Activity | Your job is to set down the stretch of entries that opens with the line containing "pub fn str(s: &str)" and closes with the line containing "pub fn step(action: RawValue, body: RawValue)". Keep both end lines, copy each exactly, and add nothing.

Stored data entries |
*** Block opens ***
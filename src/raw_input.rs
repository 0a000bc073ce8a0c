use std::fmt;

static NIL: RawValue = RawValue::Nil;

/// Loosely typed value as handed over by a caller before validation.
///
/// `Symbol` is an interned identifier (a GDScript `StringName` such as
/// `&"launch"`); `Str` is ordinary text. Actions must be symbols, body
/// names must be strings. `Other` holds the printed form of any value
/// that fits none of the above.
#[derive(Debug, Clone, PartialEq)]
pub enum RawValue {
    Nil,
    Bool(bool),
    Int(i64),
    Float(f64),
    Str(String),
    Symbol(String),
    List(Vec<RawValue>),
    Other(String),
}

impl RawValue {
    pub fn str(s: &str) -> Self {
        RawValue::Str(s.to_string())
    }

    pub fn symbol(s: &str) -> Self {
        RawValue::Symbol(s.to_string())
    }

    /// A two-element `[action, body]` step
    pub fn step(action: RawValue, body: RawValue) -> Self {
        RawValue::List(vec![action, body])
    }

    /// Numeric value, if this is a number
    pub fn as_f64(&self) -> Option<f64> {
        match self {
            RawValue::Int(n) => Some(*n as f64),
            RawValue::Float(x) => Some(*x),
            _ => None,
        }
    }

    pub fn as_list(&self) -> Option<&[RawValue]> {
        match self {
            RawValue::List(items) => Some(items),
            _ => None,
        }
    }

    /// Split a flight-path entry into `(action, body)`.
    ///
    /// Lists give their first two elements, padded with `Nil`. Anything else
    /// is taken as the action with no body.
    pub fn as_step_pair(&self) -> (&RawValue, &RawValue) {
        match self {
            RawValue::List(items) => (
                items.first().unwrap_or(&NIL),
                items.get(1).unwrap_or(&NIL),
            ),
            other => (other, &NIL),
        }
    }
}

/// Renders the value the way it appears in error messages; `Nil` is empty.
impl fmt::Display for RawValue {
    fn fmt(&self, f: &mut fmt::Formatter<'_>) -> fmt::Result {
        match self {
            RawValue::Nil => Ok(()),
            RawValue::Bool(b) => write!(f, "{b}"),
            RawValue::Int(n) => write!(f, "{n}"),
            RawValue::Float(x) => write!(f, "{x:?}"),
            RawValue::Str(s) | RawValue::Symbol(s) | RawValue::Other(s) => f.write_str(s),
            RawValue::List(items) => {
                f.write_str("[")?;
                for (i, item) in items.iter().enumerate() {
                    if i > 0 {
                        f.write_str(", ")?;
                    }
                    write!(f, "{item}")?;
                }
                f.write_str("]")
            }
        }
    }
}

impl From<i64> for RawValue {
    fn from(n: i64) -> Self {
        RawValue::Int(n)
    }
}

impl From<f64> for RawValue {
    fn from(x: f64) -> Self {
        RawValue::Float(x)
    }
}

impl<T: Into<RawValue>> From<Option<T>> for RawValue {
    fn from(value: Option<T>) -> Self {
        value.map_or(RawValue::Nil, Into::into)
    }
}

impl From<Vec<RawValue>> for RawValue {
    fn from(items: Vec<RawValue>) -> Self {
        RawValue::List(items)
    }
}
*** Block closes ***
Exercise output |
    pub fn str(s: &str) -> Self {
        RawValue::Str(s.to_string())
    }

    pub fn symbol(s: &str) -> Self {
        RawValue::Symbol(s.to_string())
    }

    /// A two-element `[action, body]` step
    pub fn step(action: RawValue, body: RawValue) -> Self {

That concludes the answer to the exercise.